A TP53 detection method based on an exonuclease III and ribozyme double signal amplification strategy is disclosed. The method includes 1) preparing gold colloid containing gold nanoparticles; 2) modifying the gold nanoparticles with a DNA probe; 3) mixing DNA with a neck ring structure and TP 53 into a buffer solution, and adding exonuclease III to prepare a reaction solution; 4) mixing the reaction solution with the gold colloid solution modified with the DNA probe, and adding zinc chloride for further reaction; and 5) measuring fluorescence signals. Through the exonuclease III and ribozymedouble signal amplification strategy, the detection limit of the TP 53 that is a substance to be detected is greatly reduced.
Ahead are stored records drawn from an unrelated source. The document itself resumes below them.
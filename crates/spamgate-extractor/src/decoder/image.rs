use super::Decoder;
use crate::DecodeError;
use spamgate_domain::traits::SpamClassifier;
use spamgate_domain::Attachment;

/// Reads text out of images with the classifier's vision model
pub struct ImageDecoder<'a, C> {
    classifier: Option<&'a C>,
}

impl<'a, C: SpamClassifier> ImageDecoder<'a, C> {
    /// Create a decoder; without a classifier every image is declined
    pub fn new(classifier: Option<&'a C>) -> Self {
        Self { classifier }
    }
}

impl<C: SpamClassifier> Decoder for ImageDecoder<'_, C> {
    fn name(&self) -> &'static str {
        "image"
    }

    fn decode(&self, attachment: &Attachment, bytes: &[u8]) -> Result<String, DecodeError> {
        let classifier = self.classifier.ok_or(DecodeError::NoClassifier)?;

        let text = classifier
            .extract_text(bytes, &attachment.mime_type.to_ascii_lowercase())
            .map_err(|e| DecodeError::Classifier(e.to_string()))?;

        if text.trim().is_empty() {
            return Err(DecodeError::EmptyOutput(self.name()));
        }
        Ok(text)
    }
}
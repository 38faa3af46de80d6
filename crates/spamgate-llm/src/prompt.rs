//! Prompt construction for spam classification and OCR

use spamgate_domain::KeywordSet;

/// Maximum number of content characters embedded in the prompt
pub const MAX_CONTENT_CHARS: usize = 3000;

/// Maximum number of known keywords given as context
pub const MAX_KEYWORD_HINTS: usize = 20;

/// System message for classification requests
pub(crate) const CLASSIFIER_SYSTEM_PROMPT: &str = "You are a spam detection expert reviewing \
support tickets. Decide whether the ticket is spam and always answer with valid JSON. Be \
conservative: only mark a ticket as spam when you are confident.";

/// System message for image text extraction
pub(crate) const OCR_SYSTEM_PROMPT: &str = "You are an OCR assistant. Extract all text from \
the image and return it as plain text. If the image contains no readable text, return \
\"No text found\".";

/// User instruction accompanying an image
pub(crate) const OCR_USER_PROMPT: &str = "Extract all text from this image:";

const CRITERIA: &str = r#"Decide based on:
1. Promotional or commercial content
2. Suspicious links or offers
3. Generic mass-mailing patterns
4. Requests for personal information or money
5. Typical spam keywords and phrases
6. Irrelevant or off-topic content"#;

const OUTPUT_FORMAT: &str = r#"Respond with JSON only:
{"is_spam": <true/false>, "confidence": <0-100>, "reasoning": "<explanation>", "spam_indicators": ["indicator1", "indicator2"]}"#;

/// Builds the user prompt for a classification request
pub struct SpamPromptBuilder<'a> {
    content: &'a str,
    known_keywords: &'a [String],
}

impl<'a> SpamPromptBuilder<'a> {
    /// Create a new prompt builder for the given ticket content
    pub fn new(content: &'a str) -> Self {
        Self {
            content,
            known_keywords: &[],
        }
    }

    /// Add configured keywords as context (at most [`MAX_KEYWORD_HINTS`])
    pub fn with_known_keywords(mut self, keywords: &'a KeywordSet) -> Self {
        self.known_keywords = keywords.head(MAX_KEYWORD_HINTS);
        self
    }

    /// Build the complete prompt
    pub fn build(&self) -> String {
        let mut prompt = String::new();

        prompt.push_str("Analyze the following support ticket and determine whether it is spam.\n\n");

        prompt.push_str("TICKET CONTENT:\n");
        prompt.push_str(truncate_chars(self.content, MAX_CONTENT_CHARS));
        prompt.push_str("\n\n");

        if !self.known_keywords.is_empty() {
            prompt.push_str("KNOWN SPAM INDICATORS (for context):\n");
            prompt.push_str(&self.known_keywords.join(", "));
            prompt.push_str("\n\n");
        }

        prompt.push_str(CRITERIA);
        prompt.push_str("\n\n");
        prompt.push_str(OUTPUT_FORMAT);

        prompt
    }
}

/// Longest prefix of `text` with at most `max_chars` characters
pub(crate) fn truncate_chars(text: &str, max_chars: usize) -> &str {
    match text.char_indices().nth(max_chars) {
        Some((idx, _)) => &text[..idx],
        None => text,
    }
}
use super::Decoder;
use crate::html::xml_to_text;
use crate::process::run_tool;
use crate::{DecodeError, ScratchSpace, ToolConfig};
use spamgate_domain::Attachment;
use std::ffi::OsStr;
use std::path::Path;
use tracing::debug;

/// Archive member holding the body of a .docx document
const DOCX_BODY: &str = "word/document.xml";

/// Extracts text from Word documents
///
/// Legacy .doc files go through `antiword`, then `catdoc`. When neither
/// yields text, or the file is not legacy, the file is treated as a .docx
/// container and its `word/document.xml` is unpacked and flattened.
pub struct WordDecoder<'a> {
    tools: &'a ToolConfig,
    scratch: &'a ScratchSpace,
}

impl<'a> WordDecoder<'a> {
    /// Create a decoder using the configured Word tools
    pub fn new(tools: &'a ToolConfig, scratch: &'a ScratchSpace) -> Self {
        Self { tools, scratch }
    }

    fn is_legacy(attachment: &Attachment) -> bool {
        let mime = attachment.mime_type.to_ascii_lowercase();
        (mime.contains("msword") && !mime.contains("officedocument"))
            || attachment.extension().as_deref() == Some("doc")
    }

    fn legacy_text(&self, file: &Path) -> Option<String> {
        for tool in [&self.tools.antiword, &self.tools.catdoc] {
            match run_tool(tool, &[file], self.tools.timeout()) {
                Ok(text) if !text.trim().is_empty() => return Some(text),
                Ok(_) => debug!(tool = %tool, "Legacy Word converter produced no text"),
                Err(e) => debug!(tool = %tool, error = %e, "Legacy Word converter failed"),
            }
        }
        None
    }

    fn docx_text(&self, file: &Path) -> Result<String, DecodeError> {
        let dir = self.scratch.dir()?;

        run_tool(
            &self.tools.unzip,
            &[
                OsStr::new("-q"),
                OsStr::new("-o"),
                OsStr::new("-d"),
                dir.path().as_os_str(),
                file.as_os_str(),
                OsStr::new(DOCX_BODY),
            ],
            self.tools.timeout(),
        )?;

        let body = dir.path().join(DOCX_BODY);
        if !body.is_file() {
            return Err(DecodeError::EmptyOutput(self.name()));
        }

        let xml = std::fs::read(&body)?;
        Ok(xml_to_text(&String::from_utf8_lossy(&xml)))
    }
}

impl Decoder for WordDecoder<'_> {
    fn name(&self) -> &'static str {
        "word"
    }

    fn decode(&self, attachment: &Attachment, bytes: &[u8]) -> Result<String, DecodeError> {
        let suffix = match attachment.extension().as_deref() {
            Some("doc") => ".doc",
            _ => ".docx",
        };
        let file = self.scratch.file_with(bytes, suffix)?;

        if Self::is_legacy(attachment) {
            if let Some(text) = self.legacy_text(file.path()) {
                return Ok(text);
            }
        }

        let text = self.docx_text(file.path())?;
        if text.is_empty() {
            return Err(DecodeError::EmptyOutput(self.name()));
        }
        Ok(text)
    }
}
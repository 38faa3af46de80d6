//! Configuration file discovery for the CLI.

use crate::cli::PresetArg;
use crate::error::{CliError, Result};
use spamgate_gatekeeper::SpamGateConfig;
use std::fs;
use std::path::{Path, PathBuf};
use tracing::debug;

/// Default configuration file location (`~/.spamgate/config.toml`).
pub fn default_config_path() -> Result<PathBuf> {
    let home = dirs::home_dir()
        .ok_or_else(|| CliError::InvalidInput("Could not find home directory".into()))?;
    Ok(home.join(".spamgate").join("config.toml"))
}

/// Load the active configuration.
///
/// An explicit path must exist. Without one the default location is used
/// when present, otherwise built-in defaults. A non-blank `api_key`
/// replaces the configured key.
pub fn load_config(path: Option<&Path>, api_key: Option<&str>) -> Result<SpamGateConfig> {
    let mut config = match path {
        Some(path) => SpamGateConfig::from_file(path)?,
        None => match default_config_path().ok().filter(|p| p.exists()) {
            Some(path) => {
                debug!(path = %path.display(), "Using default configuration file");
                SpamGateConfig::from_file(path)?
            }
            None => SpamGateConfig::default(),
        },
    };

    if let Some(key) = api_key.map(str::trim).filter(|k| !k.is_empty()) {
        config.api_key = key.to_string();
    }
    Ok(config)
}

/// Configuration for a preset.
pub fn preset_config(preset: PresetArg) -> SpamGateConfig {
    match preset {
        PresetArg::Default => SpamGateConfig::default(),
        PresetArg::ReviewOnly => SpamGateConfig::review_only(),
    }
}

/// Write `config` as TOML, creating parent directories.
///
/// The API key is never written.
pub fn save_config(config: &SpamGateConfig, path: &Path, force: bool) -> Result<()> {
    if path.exists() && !force {
        return Err(CliError::InvalidInput(format!(
            "{} already exists (use --force to overwrite)",
            path.display()
        )));
    }

    if let Some(parent) = path.parent().filter(|p| !p.as_os_str().is_empty()) {
        fs::create_dir_all(parent)?;
    }
    fs::write(path, config.to_toml()?)?;
    Ok(())
}
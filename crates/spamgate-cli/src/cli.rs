//! CLI command definitions and argument parsing.

use crate::output::OutputFormat;
use clap::{Args, Parser, Subcommand, ValueEnum};
use std::path::PathBuf;

/// SpamGate - spam triage for support tickets.
#[derive(Debug, Parser)]
#[command(name = "spamgate")]
#[command(version, about, long_about = None)]
pub struct Cli {
    /// Configuration file (defaults to ~/.spamgate/config.toml when present)
    #[arg(short, long, global = true, env = "SPAMGATE_CONFIG")]
    pub config: Option<PathBuf>,

    /// JSON ticket file
    #[arg(
        short,
        long,
        global = true,
        env = "SPAMGATE_TICKETS",
        default_value = "tickets.json"
    )]
    pub tickets: PathBuf,

    /// API key, overrides the configuration file
    #[arg(long, global = true, env = "SPAMGATE_API_KEY", hide_env_values = true)]
    pub api_key: Option<String>,

    /// Output format
    #[arg(short, long, value_enum, global = true, default_value = "json")]
    pub format: OutputFormat,

    /// Disable colored output
    #[arg(long, global = true)]
    pub no_color: bool,

    /// Log at debug level
    #[arg(short, long, global = true)]
    pub verbose: bool,

    #[command(subcommand)]
    pub command: Command,
}

/// CLI commands.
#[derive(Debug, Subcommand)]
pub enum Command {
    /// Analyze a ticket without changing it
    Analyze(TicketArgs),

    /// Analyze a ticket and close it when it is spam
    Close(TicketArgs),

    /// Run the new-ticket hook (closes spam when auto_close is on)
    Created(TicketArgs),

    /// Validate and display the active configuration
    CheckConfig,

    /// Write a configuration file
    InitConfig(InitConfigArgs),
}

impl Command {
    /// Whether the command reports an analysis result
    pub fn is_ticket_command(&self) -> bool {
        matches!(
            self,
            Command::Analyze(_) | Command::Close(_) | Command::Created(_)
        )
    }
}

/// Arguments for commands acting on one ticket.
#[derive(Debug, Args)]
pub struct TicketArgs {
    /// Ticket ID
    pub ticket_id: String,
}

/// Arguments for the init-config command.
#[derive(Debug, Args)]
pub struct InitConfigArgs {
    /// Output path (defaults to ~/.spamgate/config.toml)
    #[arg(short, long)]
    pub output: Option<PathBuf>,

    /// Starting point for the generated file
    #[arg(short, long, value_enum, default_value = "default")]
    pub preset: PresetArg,

    /// Overwrite an existing file
    #[arg(long)]
    pub force: bool,
}

/// Configuration presets.
#[derive(Debug, Clone, Copy, PartialEq, Eq, ValueEnum)]
pub enum PresetArg {
    /// Defaults (AI when a key is set, auto-close on)
    Default,
    /// Analyze new tickets but never close them automatically
    ReviewOnly,
}
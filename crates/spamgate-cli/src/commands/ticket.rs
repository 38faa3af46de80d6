//! Ticket analysis commands.

use crate::error::Result;
use spamgate_domain::traits::{SpamClassifier, TicketStore};
use spamgate_domain::{AnalysisResult, TicketId};
use spamgate_gatekeeper::{Analyzer, SpamGateConfig};
use spamgate_store::JsonTicketStore;
use std::any::Any;
use std::panic::{self, AssertUnwindSafe};
use std::path::Path;
use tracing::error;

/// What to do with a ticket
#[derive(Debug, Clone, Copy, PartialEq, Eq)]
pub enum TicketAction {
    /// Report the verdict only
    Analyze,
    /// Close spam, annotate everything else
    Close,
    /// New-ticket hook, honours `auto_close`
    Created,
}

/// Execute a ticket command against a JSON ticket file.
///
/// Returns `None` when the new-ticket hook is disabled.
pub fn execute_ticket(
    action: TicketAction,
    id: &TicketId,
    config: SpamGateConfig,
    tickets: &Path,
) -> Result<Option<AnalysisResult>> {
    let mut store = JsonTicketStore::open(tickets)?;
    let analyzer = Analyzer::from_config(config)?;
    Ok(run_ticket_action(&analyzer, &mut store, action, id))
}

/// Run `action` on one ticket, turning a panic into a failed result.
pub fn run_ticket_action<C, S>(
    analyzer: &Analyzer<C>,
    store: &mut S,
    action: TicketAction,
    id: &TicketId,
) -> Option<AnalysisResult>
where
    C: SpamClassifier,
    S: TicketStore,
{
    let outcome = panic::catch_unwind(AssertUnwindSafe(|| match action {
        TicketAction::Analyze => Some(analyzer.analyze_ticket(store, id)),
        TicketAction::Close => Some(analyzer.try_close_ticket(store, id)),
        TicketAction::Created => analyzer.on_ticket_created(store, id),
    }));

    outcome.unwrap_or_else(|payload| {
        let message = panic_message(payload.as_ref());
        error!(event = "analysis_panicked", ticket_id = %id, error = %message, "Analysis panicked");
        Some(AnalysisResult::failure(format!("FATAL ERROR: {}", message)))
    })
}

fn panic_message(payload: &(dyn Any + Send)) -> String {
    if let Some(message) = payload.downcast_ref::<&str>() {
        message.to_string()
    } else if let Some(message) = payload.downcast_ref::<String>() {
        message.clone()
    } else {
        "unknown panic".to_string()
    }
}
The method is highly sensitive, rapid and cheap when being used for TP 53detection, the detection limit is 21 fM, and TP 53 biosensing application can be achieved by combining the exonuclease III and ribozyme double signal amplification strategy and a fluorescence spectrumtechnique.

Description

technical field [0001] The invention relates to the field of nucleic acid detection, in particular to a TP 53 detection method based on the double signal amplification strategy of exonuclease III and ribozyme. Background technique [0002] Human TP 53 is located on chromosome 17, and the TP 53 gene in cancer patients often undergoes significant mutations. Studies have shown that TP 53 plays an important role in the occurrence and progression of breast cancer and ovarian cancer. TP 53 can not only be used as a marker for early diagnosis of cancer, but also can be used to monitor the development of cancer and the prognosis of cancer patients. Therefore, the development of a rapid and accurate detection method for TP 53 has significant significance in both biology and clinical diagnosis. Traditional TP 53 detection methods include high performance liquid chromatography, denaturing gradient gel electrophoresis, and immunohistochemistry. However, these methods face many problem...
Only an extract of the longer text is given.